I came home on a Sunday. I tested positive, and was symptomatic by Wednesday. I felt much worse on Thursday, and had one of those uh-oh-I-might-be-in-trouble-moments, as symptoms worsened. But then I called my doc, and got a script for the antiviral, and by the next day, I’d plateaued instead of getting worse. It’s Sunday, and I’m tired with a sore throat and that’s it. If the literature it to be believed, I may have a mild relapse, but it’s very unlikely that I’ll feel worse than I did on my most symptomatic day. Re: Long haul—who knows? I don’t! But I have a suspicion that my chances of contracting it are far lower than they would have been.

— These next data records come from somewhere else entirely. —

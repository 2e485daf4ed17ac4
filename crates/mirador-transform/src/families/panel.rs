use mirador_model::{AggregatedVariable, PatientRecord, VariableCatalog, VariableType};

use super::VariableFamily;
use crate::context::AggregationContext;

const GROUP: &str = "Laboratory";

/// One date column plus one column per analyte for each panel slot.
pub struct MetabolicPanelFamily {
    slots: usize,
}

impl MetabolicPanelFamily {
    pub fn new(ctx: &AggregationContext) -> Self {
        Self {
            slots: ctx.store.max_panel_len(),
        }
    }
}

impl VariableFamily for MetabolicPanelFamily {
    fn name(&self) -> &'static str {
        "metabolic panel"
    }

    fn declare(&self, ctx: &AggregationContext, catalog: &mut VariableCatalog) {
        for slot in 1..=self.slots {
            let table = format!("Metabolic Panel Day {slot}");
            catalog.declare(AggregatedVariable::new(
                format!("DOPANEL_{slot}"),
                format!("Date of metabolic panel {slot}"),
                VariableType::Date,
                GROUP,
                table.as_str(),
            ));
            for analyte in &ctx.panel_reference.analytes {
                catalog.declare(AggregatedVariable::new(
                    format!("{}_{slot}", analyte.name),
                    format!("{} day {slot}", analyte.title),
                    VariableType::Float,
                    GROUP,
                    table.as_str(),
                ));
            }
        }
    }

    fn fill(&self, ctx: &AggregationContext, record: &PatientRecord, row: &mut Vec<String>) {
        let analytes = ctx.panel_reference.len();
        for panel in record.panels.iter().take(self.slots) {
            row.push(panel.date.clone());
            row.extend(
                (0..analytes).map(|idx| panel.values.get(idx).cloned().unwrap_or_default()),
            );
        }
        let missing = self.slots.saturating_sub(record.panels.len());
        row.extend(std::iter::repeat_n(String::new(), missing * (1 + analytes)));
    }
}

Maybe I would have been fine if I’d gotten it early on in the pandemic. I have no idea. But there is the possibility that masking, along with these vaccines and antivirals changed the course of my life. We live in unusual times. Every day, there’s a story of a shooting, of corruption, of violence and disease and end times. But I think it’s important to recognize the beauty that is science.


I am in no way trying to imply that this pandemic is close to over—from now on I’m going to be much more vigilant about masking. Still, I think of this miracle that is science, and the coldly beautiful scientific method, and am overcome with awe.